Having written about the impact of violence against women, here and abroad, and having traveled to refugee camps and detention centers in war zones and shelters for more than 21 years, I’ve seen a movement that has succeeded, with women telling their stories, women coming forward to call out men who are abusers, as well as the escalation of that in this new iteration of #MeToo.
And I thought, Okay, we have broken the silence; we’ve declared that one out of three women will be raped or beaten in their lifetime. What’s changing? How are men changing? I started to ask myself if there had been any men in recent years who’ve come forward to apologize, to indicate that they have done self-interrogation or deep investigation, or really looked at the impact of patriarchy.
I’ve read a few apologies, but they weren’t apologies. They were men basically talking about how being called out ruined their lives, and they were mainly full of a lot of self-pity. I realized I had never read a true apology by a man about sexual abuse, ever, in my life. And I started to wonder how it is possible that I can’t find one man who has actually publicly apologized in a way that is true and sincere?
And so, I thought, That’s what has to happen. If we’re going to move to the next level, we have to provide a process, a way, a method, for men to come forward and take responsibility and accountability and talk about the whys of what they’ve done and talk about the details of what they’ve done. I thought, Well, I could write my public apology.
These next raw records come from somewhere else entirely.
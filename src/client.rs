//! Random quote client.
//!
//! One `GET {base_url}random` per call, no retry. The service answers
//! with a JSON array of `{q, a}` objects; only the first one is used.

use std::time::Duration;

use async_trait::async_trait;
use reqwest::{Client, Url};
use tracing::debug;

use crate::config::ApiConfig;
use crate::error::FetchError;
use crate::quote::{Quote, WireQuote};

const RANDOM_PATH: &str = "random";

/// Anything that can produce a random quote.
#[async_trait]
pub trait QuoteSource: Send + Sync {
    async fn fetch_random_quote(&self) -> Result<Quote, FetchError>;
}

pub struct QuoteClient {
    endpoint: Url,
    client: Client,
}

impl QuoteClient {
    pub fn new(config: &ApiConfig) -> Result<Self, FetchError> {
        let endpoint = random_endpoint(&config.base_url)?;

        let mut builder = Client::builder()
            .user_agent(concat!("quotify-rs/", env!("CARGO_PKG_VERSION")));
        if let Some(secs) = config.timeout_secs {
            builder = builder.timeout(Duration::from_secs(secs));
        }
        let client = builder.build()?;

        Ok(Self { endpoint, client })
    }

    pub fn endpoint(&self) -> &Url {
        &self.endpoint
    }
}

#[async_trait]
impl QuoteSource for QuoteClient {
    async fn fetch_random_quote(&self) -> Result<Quote, FetchError> {
        debug!("GET {}", self.endpoint);

        let quotes: Vec<WireQuote> = self
            .client
            .get(self.endpoint.clone())
            .send()
            .await?
            .error_for_status()?
            .json()
            .await?;

        let first = quotes.into_iter().next().ok_or(FetchError::Empty)?;
        Ok(first.into())
    }
}

/// Resolve the relative `random` path against the base URL. A missing
/// trailing slash would make `join` replace the last path segment.
fn random_endpoint(base_url: &str) -> Result<Url, FetchError> {
    let mut base = base_url.trim().to_string();
    if !base.ends_with('/') {
        base.push('/');
    }
    Url::parse(&base)
        .and_then(|b| b.join(RANDOM_PATH))
        .map_err(|e| FetchError::Network(format!("invalid base URL '{base_url}': {e}")))
}
//! Error types for quote fetching, speech setup and user actions.
//!
//! None of these are fatal. The session controller turns each one into a
//! single transient notice for the user.

use thiserror::Error;

/// Failure to retrieve a quote from the remote service.
#[derive(Debug, Clone, Error, PartialEq, Eq)]
pub enum FetchError {
    /// Transport failure, non-success status, or a body that isn't a quote list.
    #[error("quote request failed: {0}")]
    Network(String),
    /// The service answered with an empty list.
    #[error("quote service returned no quotes")]
    Empty,
}

impl From<reqwest::Error> for FetchError {
    fn from(e: reqwest::Error) -> Self {
        if e.is_timeout() {
            Self::Network(format!("timed out: {e}"))
        } else if e.is_connect() {
            Self::Network(format!("cannot connect: {e}"))
        } else {
            Self::Network(e.to_string())
        }
    }
}

/// Speech engine could not be brought up.
#[derive(Debug, Clone, Error, PartialEq, Eq)]
pub enum SpeechInitError {
    #[error("speech engine failed to start: {0}")]
    EngineFailed(String),
    #[error("language not supported: {0}")]
    LanguageUnsupported(String),
}

/// The user-facing actions that operate on the current quote.
#[derive(Debug, Clone, Copy, PartialEq, Eq)]
pub enum Action {
    Speak,
    Copy,
    Share,
}

impl std::fmt::Display for Action {
    fn fmt(&self, f: &mut std::fmt::Formatter<'_>) -> std::fmt::Result {
        match self {
            Self::Speak => write!(f, "speak"),
            Self::Copy => write!(f, "copy"),
            Self::Share => write!(f, "share"),
        }
    }
}

/// Guard failure for actions that need a quote.
#[derive(Debug, Clone, Error, PartialEq, Eq)]
pub enum ActionError {
    #[error("No quote available to {0}")]
    NoQuoteAvailable(Action),
}

/// A platform adapter (clipboard, share, audio, notification) failed.
#[derive(Debug, Clone, Error, PartialEq, Eq)]
#[error("{0}")]
pub struct PlatformError(pub String);

impl PlatformError {
    pub fn new(message: impl Into<String>) -> Self {
        Self(message.into())
    }
}
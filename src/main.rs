//! quotify: random quote screen for the terminal.

use clap::Parser;
use std::path::PathBuf;
use tracing::info;
use tracing_subscriber::EnvFilter;

use quotify::config::Config;
use quotify::terminal;

#[derive(Parser, Debug)]
#[command(name = "quotify", about = "Fetch, speak, copy and share random quotes")]
struct Args {
    /// Path to config.yaml
    #[arg(short, long)]
    config: Option<PathBuf>,

    /// Don't fetch a quote at startup
    #[arg(long)]
    no_initial_fetch: bool,

    /// Enable verbose (debug) logging
    #[arg(short, long)]
    verbose: bool,
}

#[tokio::main]
async fn main() -> Result<(), Box<dyn std::error::Error>> {
    let args = Args::parse();

    // Logs share the tty with the screen, so only warnings by default
    let filter = if args.verbose {
        EnvFilter::new("debug,reqwest=info,hyper=info,hyper_util=info")
    } else {
        EnvFilter::new("warn")
    };
    tracing_subscriber::fmt()
        .with_env_filter(filter)
        .with_writer(std::io::stderr)
        .init();

    info!("quotify starting");

    let config = Config::load(args.config.as_deref());
    info!("Config loaded: {:?}", config.api);

    terminal::run(&config, !args.no_initial_fetch).await
}
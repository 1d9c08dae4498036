//! quotify: a random quote screen for the Linux desktop.
//!
//! Fetches a quote from a ZenQuotes-compatible API and lets the user
//! speak it, copy it, or share it. The `session` controller holds the
//! screen's state; `platform` adapts speech, audio, clipboard, share and
//! notifications; `terminal` and the `quotify-gui` binary are front-ends.

pub mod client;
pub mod config;
pub mod error;
pub mod platform;
pub mod quote;
pub mod session;
pub mod terminal;

#[cfg(test)]
mod testing;
//! Quote model and the quote service's wire format.

use serde::Deserialize;

/// A quote held by the session. Replaced wholesale on every successful fetch.
#[derive(Debug, Clone, PartialEq, Eq)]
pub struct Quote {
    pub text: String,
    pub author: String,
}

impl Quote {
    pub fn new(text: impl Into<String>, author: impl Into<String>) -> Self {
        Self {
            text: text.into(),
            author: author.into(),
        }
    }

    /// Text handed to the speech engine.
    pub fn spoken_text(&self) -> String {
        format!("{} by {}", self.text, self.author)
    }

    /// Text placed on the clipboard and sent to the share flow.
    pub fn clip_text(&self) -> String {
        format!("{} - {}", self.text, self.author)
    }
}

/// One element of the service's JSON array. Extra fields (`h`, `c`, ...) are ignored.
#[derive(Debug, Clone, Deserialize)]
pub struct WireQuote {
    pub q: String,
    pub a: String,
}

impl From<WireQuote> for Quote {
    fn from(w: WireQuote) -> Self {
        Self {
            text: w.q,
            author: w.a,
        }
    }
}
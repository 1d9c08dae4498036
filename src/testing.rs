//! Mock implementations for testing
//!
//! Every platform mock appends to one shared `PlatformLog` so a test can
//! hand the mocks to a controller and still inspect what they received.

use std::collections::VecDeque;
use std::sync::{Arc, Mutex};

use async_trait::async_trait;
use tokio::sync::oneshot;

use crate::client::QuoteSource;
use crate::error::{FetchError, PlatformError, SpeechInitError};
use crate::platform::{
    AudioOutput, ClipboardService, NotificationService, Platform, ShareRequest, ShareService,
    SpeechService, Utterance,
};
use crate::quote::Quote;
use crate::session::{Control, Pulse, SessionView};

// ============================================================================
// Mock quote source
// ============================================================================

type PendingQuote = oneshot::Receiver<Result<Quote, FetchError>>;

/// Answers each fetch with the next queued response, in call order.
/// Pending responses let a test decide when a fetch completes.
pub struct MockQuoteSource {
    responses: Mutex<VecDeque<PendingQuote>>,
}

impl MockQuoteSource {
    pub fn new() -> Self {
        Self {
            responses: Mutex::new(VecDeque::new()),
        }
    }

    /// Queue a response that is available immediately.
    pub fn push_ready(&self, result: Result<Quote, FetchError>) {
        let (tx, rx) = oneshot::channel();
        let _ = tx.send(result);
        self.responses.lock().unwrap().push_back(rx);
    }

    /// Queue a response the test completes later through the sender.
    pub fn push_pending(&self) -> oneshot::Sender<Result<Quote, FetchError>> {
        let (tx, rx) = oneshot::channel();
        self.responses.lock().unwrap().push_back(rx);
        tx
    }
}

#[async_trait]
impl QuoteSource for MockQuoteSource {
    async fn fetch_random_quote(&self) -> Result<Quote, FetchError> {
        let next = self.responses.lock().unwrap().pop_front();
        match next {
            Some(rx) => rx
                .await
                .unwrap_or_else(|_| Err(FetchError::Network("response dropped".into()))),
            None => Err(FetchError::Network("No mock response queued".into())),
        }
    }
}

// ============================================================================
// Mock platform
// ============================================================================

/// Everything the mock platform saw, plus knobs for failure injection.
pub struct PlatformLog {
    pub init_result: Result<(), SpeechInitError>,
    pub utterances: Vec<Utterance>,
    pub stops: u32,
    pub shutdowns: u32,
    pub focus_requests: u32,
    pub focus_abandons: u32,
    pub volumes: Vec<u32>,
    pub clipboard: Vec<(String, String)>,
    pub fail_clipboard: bool,
    pub shares: Vec<ShareRequest>,
    pub notices: Vec<String>,
}

impl Default for PlatformLog {
    fn default() -> Self {
        Self {
            init_result: Ok(()),
            utterances: Vec::new(),
            stops: 0,
            shutdowns: 0,
            focus_requests: 0,
            focus_abandons: 0,
            volumes: Vec::new(),
            clipboard: Vec::new(),
            fail_clipboard: false,
            shares: Vec::new(),
            notices: Vec::new(),
        }
    }
}

pub type SharedLog = Arc<Mutex<PlatformLog>>;

/// Maximum level of the mock's music stream.
pub const MOCK_MAX_VOLUME: u32 = 15;

struct MockSpeech(SharedLog);

impl SpeechService for MockSpeech {
    fn init(&mut self, _language: &str) -> Result<(), SpeechInitError> {
        self.0.lock().unwrap().init_result.clone()
    }

    fn speak(&mut self, utterance: &Utterance) -> Result<(), PlatformError> {
        self.0.lock().unwrap().utterances.push(utterance.clone());
        Ok(())
    }

    fn stop(&mut self) {
        self.0.lock().unwrap().stops += 1;
    }

    fn shutdown(&mut self) {
        self.0.lock().unwrap().shutdowns += 1;
    }
}

struct MockAudio(SharedLog);

impl AudioOutput for MockAudio {
    fn request_transient_focus(&mut self) -> Result<(), PlatformError> {
        self.0.lock().unwrap().focus_requests += 1;
        Ok(())
    }

    fn abandon_focus(&mut self) {
        self.0.lock().unwrap().focus_abandons += 1;
    }

    fn max_volume(&self) -> u32 {
        MOCK_MAX_VOLUME
    }

    fn set_volume(&mut self, level: u32) -> Result<(), PlatformError> {
        self.0.lock().unwrap().volumes.push(level);
        Ok(())
    }
}

struct MockClipboard(SharedLog);

impl ClipboardService for MockClipboard {
    fn set_text(&mut self, label: &str, text: &str) -> Result<(), PlatformError> {
        let mut log = self.0.lock().unwrap();
        if log.fail_clipboard {
            return Err(PlatformError::new("clipboard unavailable"));
        }
        log.clipboard.push((label.to_string(), text.to_string()));
        Ok(())
    }
}

struct MockShare(SharedLog);

impl ShareService for MockShare {
    fn share(&mut self, request: &ShareRequest) -> Result<(), PlatformError> {
        self.0.lock().unwrap().shares.push(request.clone());
        Ok(())
    }
}

struct MockNotifier(SharedLog);

impl NotificationService for MockNotifier {
    fn notify(&self, message: &str) {
        self.0.lock().unwrap().notices.push(message.to_string());
    }
}

pub fn mock_platform() -> (Platform, SharedLog) {
    let log: SharedLog = Arc::new(Mutex::new(PlatformLog::default()));
    let platform = Platform {
        speech: Box::new(MockSpeech(log.clone())),
        audio: Box::new(MockAudio(log.clone())),
        clipboard: Box::new(MockClipboard(log.clone())),
        share: Box::new(MockShare(log.clone())),
        notifier: Arc::new(MockNotifier(log.clone())),
    };
    (platform, log)
}

// ============================================================================
// Recording view
// ============================================================================

#[derive(Debug, Clone, PartialEq, Eq)]
pub enum ViewEvent {
    Quote(Quote),
    Loading(bool),
    Pulse(Control, Pulse),
}

#[derive(Clone, Default)]
pub struct RecordingView {
    events: Arc<Mutex<Vec<ViewEvent>>>,
}

impl RecordingView {
    pub fn events(&self) -> Vec<ViewEvent> {
        self.events.lock().unwrap().clone()
    }
}

impl SessionView for RecordingView {
    fn show_quote(&mut self, quote: &Quote) {
        self.events.lock().unwrap().push(ViewEvent::Quote(quote.clone()));
    }

    fn set_loading(&mut self, loading: bool) {
        self.events.lock().unwrap().push(ViewEvent::Loading(loading));
    }

    fn pulse(&mut self, control: Control, pulse: Pulse) {
        self.events.lock().unwrap().push(ViewEvent::Pulse(control, pulse));
    }
}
I could write a letter to myself, saying what I need to hear, and that could be an offering of sorts, a blueprint for what other people could do.
“I’m really excited to see what comes next with this brand-new frame of consciousness. I feel like there are boundaries I want to push. I want to really think about how we can imagine a future that is survivable and how we can employ our organizations in a way that can free us into a new world.”
What do you have in the pipeline?
I have several projects in the works, and they’re going to be very different than anything I’ve ever done before. I was just talking to my producer, David Stone, who produced The Vagina Monologues, and we may do something with The Apology as a play. I’m really excited to see what comes next with this brand-new frame of consciousness.
I feel like there are boundaries I want to push. I want to really think about how we can imagine a future that is survivable and how we can employ our organizations in a way that can free us into a new world. Honestly, I feel like we need the brave men to come forward and say, “This isn’t about punishment; this isn’t about ‘I got you’; this is about transformation and freedom.”